Sans vouloir donner des leçons, il serait vraiment temps d’arrêter de masquer la réalité aux Français. Ces derniers doivent au contraire être responsabilisés. A commencer par ceux qui nous gouvernent et qui ne pensent qu’à maintenir le niveau des dépenses publiques à un niveau insupportable de 56,3 % du PIB (un des plus hauts du monde) et à augmenter les impôts. Soyons clairs : s’il est justifié d’avoir une dépense publique élevée et de payer des impôts, ceci doit se faire avec un minimum d’efficacité économique et sociale. Or, en dépit cette gabegie de dépenses, la croissance française n’a été que de 1 % par an au cours de la dernière décennie et de seulement 0,05 % de 2008 à 2012. Quant à 2013, avec les augmentations d’impôts annoncées et un euro à 1,30 dollar, il faut tabler au mieux sur une baisse du PIB d’environ 0,5 %. En plus d’être dépourvus d’ailes, les pigeons français vont donc rester bien tristes.

Marc Touati



Quid de l’économie cette semaine :

L’emploi américain vote Obama…


Alors que la plupart des politologues américains et internationaux avaient déjà réélu Obama à la tête des Etats-Unis, le premier débat entre ce dernier et son challenger Mitt Romney a rebattu les cartes.

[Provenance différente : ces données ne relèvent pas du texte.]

// src/services/turma_service.rs
use crate::{
    error::{AppError, AppResult},
    models::{
        turma::{apply_date_field, Turma, TurmaPayload},
        user::Ctx,
    },
};
use sqlx::SqlitePool;

const TURMA_COLUMNS: &str = "id, user_id, nome, descricao, cor, carga_horaria, dias_aula, \
                             hora_inicio, hora_fim, data_inicio, data_fim, active";

/// Lista as turmas ativas do utilizador, ordenadas por nome.
pub async fn list_turmas(db_pool: &SqlitePool, ctx: &Ctx) -> AppResult<Vec<Turma>> {
    tracing::debug!("Listando turmas ativas do user {}", ctx.user_id);
    let turmas = sqlx::query_as::<_, Turma>(&format!(
        "SELECT {TURMA_COLUMNS} FROM turmas WHERE user_id = ? AND active = 1 ORDER BY nome ASC"
    ))
    .bind(ctx.user_id)
    .fetch_all(db_pool)
    .await?;
    Ok(turmas)
}

/// Busca uma turma do utilizador, ativa ou não (edição e exportação
/// continuam a funcionar sobre turmas desativadas).
pub async fn find_turma(db_pool: &SqlitePool, ctx: &Ctx, turma_id: i64) -> AppResult<Option<Turma>> {
    let turma = sqlx::query_as::<_, Turma>(&format!(
        "SELECT {TURMA_COLUMNS} FROM turmas WHERE id = ? AND user_id = ?"
    ))
    .bind(turma_id)
    .bind(ctx.user_id)
    .fetch_optional(db_pool)
    .await?;
    Ok(turma)
}

/// Cria uma turma. O nome é obrigatório (após trim); datas malformadas
/// são ignoradas em silêncio e os restantes campos assumem defaults.
pub async fn create_turma(db_pool: &SqlitePool, ctx: &Ctx, payload: &TurmaPayload) -> AppResult<Turma> {
    let nome = payload.nome.as_deref().unwrap_or("").trim().to_string();
    if nome.is_empty() {
        return Err(AppError::ValidationError(
            "O nome da turma é obrigatório.".to_string(),
        ));
    }

    let data_inicio = apply_date_field(None, payload.data_inicio.as_deref());
    let data_fim = apply_date_field(None, payload.data_fim.as_deref());

    let new_id = sqlx::query(
        "INSERT INTO turmas (user_id, nome, descricao, cor, carga_horaria, dias_aula, \
         hora_inicio, hora_fim, data_inicio, data_fim) VALUES (?, ?, ?, ?, ?, ?, ?, ?, ?, ?)",
    )
    .bind(ctx.user_id)
    .bind(&nome)
    .bind(payload.descricao.as_deref().unwrap_or(""))
    .bind(payload.cor.as_deref().unwrap_or(""))
    .bind(payload.carga_horaria.unwrap_or(0))
    .bind(payload.dias_aula.as_deref().unwrap_or(""))
    .bind(payload.hora_inicio.as_deref().unwrap_or(""))
    .bind(payload.hora_fim.as_deref().unwrap_or(""))
    .bind(&data_inicio)
    .bind(&data_fim)
    .execute(db_pool)
    .await?
    .last_insert_rowid();

    tracing::info!("✅ Turma '{}' criada (id={}) para user {}.", nome, new_id, ctx.user_id);

    find_turma(db_pool, ctx, new_id)
        .await?
        .ok_or(AppError::InternalServerError)
}

/// Atualização parcial: só as chaves presentes são sobrescritas. Data
/// explícita "" limpa o campo; data malformada mantém o valor anterior.
pub async fn update_turma(
    db_pool: &SqlitePool,
    ctx: &Ctx,
    turma_id: i64,
    payload: &TurmaPayload,
) -> AppResult<Turma> {
    let current = find_turma(db_pool, ctx, turma_id)
        .await?
        .ok_or(AppError::NotFound)?;

    let nome = match payload.nome.as_deref() {
        Some(n) => {
            let n = n.trim().to_string();
            if n.is_empty() {
                return Err(AppError::ValidationError(
                    "O nome da turma é obrigatório.".to_string(),
                ));
            }
            n
        }
        None => current.nome,
    };

    let data_inicio = apply_date_field(current.data_inicio, payload.data_inicio.as_deref());
    let data_fim = apply_date_field(current.data_fim, payload.data_fim.as_deref());

    sqlx::query(
        "UPDATE turmas SET nome = ?, descricao = ?, cor = ?, carga_horaria = ?, dias_aula = ?, \
         hora_inicio = ?, hora_fim = ?, data_inicio = ?, data_fim = ? WHERE id = ? AND user_id = ?",
    )
    .bind(&nome)
    .bind(payload.descricao.clone().unwrap_or(current.descricao))
    .bind(payload.cor.clone().unwrap_or(current.cor))
    .bind(payload.carga_horaria.unwrap_or(current.carga_horaria))
    .bind(payload.dias_aula.clone().unwrap_or(current.dias_aula))
    .bind(payload.hora_inicio.clone().unwrap_or(current.hora_inicio))
    .bind(payload.hora_fim.clone().unwrap_or(current.hora_fim))
    .bind(&data_inicio)
    .bind(&data_fim)
    .bind(turma_id)
    .bind(ctx.user_id)
    .execute(db_pool)
    .await?;

    tracing::info!("✅ Turma {} atualizada pelo user {}.", turma_id, ctx.user_id);

    find_turma(db_pool, ctx, turma_id)
        .await?
        .ok_or(AppError::NotFound)
}

/// Soft-delete: marca a turma como inativa. Os cronogramas que a
/// referenciam não são tocados (continuam acessíveis por lookup direto).
pub async fn soft_delete_turma(db_pool: &SqlitePool, ctx: &Ctx, turma_id: i64) -> AppResult<()> {
    let rows_affected = sqlx::query("UPDATE turmas SET active = 0 WHERE id = ? AND user_id = ?")
        .bind(turma_id)
        .bind(ctx.user_id)
        .execute(db_pool)
        .await?
        .rows_affected();

    if rows_affected == 0 {
        tracing::warn!("Soft-delete falhou: turma {} não pertence ao user {}.", turma_id, ctx.user_id);
        Err(AppError::NotFound)
    } else {
        tracing::info!("🗑️ Turma {} desativada pelo user {}.", turma_id, ctx.user_id);
        Ok(())
    }
}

Et pour cause : bien loin de ne faire qu’une bouchée de son adversaire, le Président sortant a été bousculé sur les questions économiques et de politique intérieure.

Le faible dynamisme de l’économie américaine est effectivement sans appel : même si, au contraire de son homologue eurolandais, le PIB de l’Oncle Sam n’a pas rechuté, il ne parvient pas à dépasser la barre des 2,5 % de croissance, niveau supposé structurel pour cette dernière.

Comparativement aux trois précédents cycles, l’économie américaine affiche même un retard inquiétant.

En effet, depuis le début de la dernière récession (c’est-à-dire il y a dix-huit trimestres), le PIB des Etats-Unis n’a progressé que de 2 %. Lors des trois cycles précédents (ceux des années 1980, 1990 et 2000), il avait progressé entre 10 % et 12 %.

Les optimistes diront alors que le potentiel de rattrapage de l’économie américaine est colossal. Les autres diront plutôt qu’il affiche un sacré retard.

L’économie américaine est très en retard.

Sources : BEA, Calculs ACDEFI

L’origine principale de ce retard est relative à une erreur stratégique de la part de l’Administration Obama. En l’occurrence, celle d’avoir voulu augmenter massivement les dépenses publiques. De 2002 à 2007, le poids de ces dernières dans le PIB oscillait entre 34,5 % et 36,6 %. Sous Obama, il est monté à 44 % en 2009 et devrait avoisiner les 40 % cette année.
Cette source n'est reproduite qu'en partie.